+++ Material supplied +++
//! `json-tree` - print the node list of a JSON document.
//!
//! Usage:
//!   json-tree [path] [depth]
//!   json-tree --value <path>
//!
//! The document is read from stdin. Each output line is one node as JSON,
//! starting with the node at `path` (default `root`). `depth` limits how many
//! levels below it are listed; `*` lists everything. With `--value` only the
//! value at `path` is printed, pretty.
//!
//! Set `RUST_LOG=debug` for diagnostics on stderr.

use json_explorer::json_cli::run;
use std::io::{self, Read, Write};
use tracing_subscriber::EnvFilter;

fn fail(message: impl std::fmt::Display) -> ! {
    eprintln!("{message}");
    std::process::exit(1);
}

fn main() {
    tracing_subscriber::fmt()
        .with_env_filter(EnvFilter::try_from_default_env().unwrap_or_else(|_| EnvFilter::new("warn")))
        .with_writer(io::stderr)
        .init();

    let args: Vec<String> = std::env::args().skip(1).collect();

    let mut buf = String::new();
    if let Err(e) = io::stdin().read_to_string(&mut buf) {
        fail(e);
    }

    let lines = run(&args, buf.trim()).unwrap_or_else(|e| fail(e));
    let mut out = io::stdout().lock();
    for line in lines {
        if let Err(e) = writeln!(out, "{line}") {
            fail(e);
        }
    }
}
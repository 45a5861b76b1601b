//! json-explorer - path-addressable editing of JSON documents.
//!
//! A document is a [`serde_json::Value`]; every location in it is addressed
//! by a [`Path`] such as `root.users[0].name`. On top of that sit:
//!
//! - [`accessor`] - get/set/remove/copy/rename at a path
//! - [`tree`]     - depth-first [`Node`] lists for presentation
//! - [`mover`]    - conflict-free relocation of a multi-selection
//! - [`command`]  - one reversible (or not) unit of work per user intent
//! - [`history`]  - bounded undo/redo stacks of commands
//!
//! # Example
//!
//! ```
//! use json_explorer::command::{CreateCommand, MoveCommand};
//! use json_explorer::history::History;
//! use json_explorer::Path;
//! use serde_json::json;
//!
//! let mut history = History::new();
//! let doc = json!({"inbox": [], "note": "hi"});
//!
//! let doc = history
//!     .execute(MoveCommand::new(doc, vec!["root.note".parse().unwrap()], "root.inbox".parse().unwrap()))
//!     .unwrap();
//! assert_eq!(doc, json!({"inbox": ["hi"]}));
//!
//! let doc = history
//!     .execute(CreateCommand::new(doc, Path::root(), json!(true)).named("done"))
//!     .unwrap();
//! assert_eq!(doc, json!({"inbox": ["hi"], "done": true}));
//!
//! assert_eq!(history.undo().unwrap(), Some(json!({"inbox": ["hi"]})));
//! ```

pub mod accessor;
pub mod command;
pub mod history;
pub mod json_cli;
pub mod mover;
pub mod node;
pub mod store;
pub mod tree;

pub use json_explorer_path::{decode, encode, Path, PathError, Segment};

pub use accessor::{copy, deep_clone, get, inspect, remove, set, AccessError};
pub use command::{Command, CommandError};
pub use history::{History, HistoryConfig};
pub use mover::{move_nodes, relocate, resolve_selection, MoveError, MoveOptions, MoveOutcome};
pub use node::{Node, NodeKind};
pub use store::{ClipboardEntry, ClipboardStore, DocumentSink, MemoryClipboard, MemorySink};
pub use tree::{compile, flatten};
+++
Pull every line containing "copy" out of the entries.

//! - [`accessor`] - get/set/remove/copy/rename at a path
pub use accessor::{copy, deep_clone, get, inspect, remove, set, AccessError};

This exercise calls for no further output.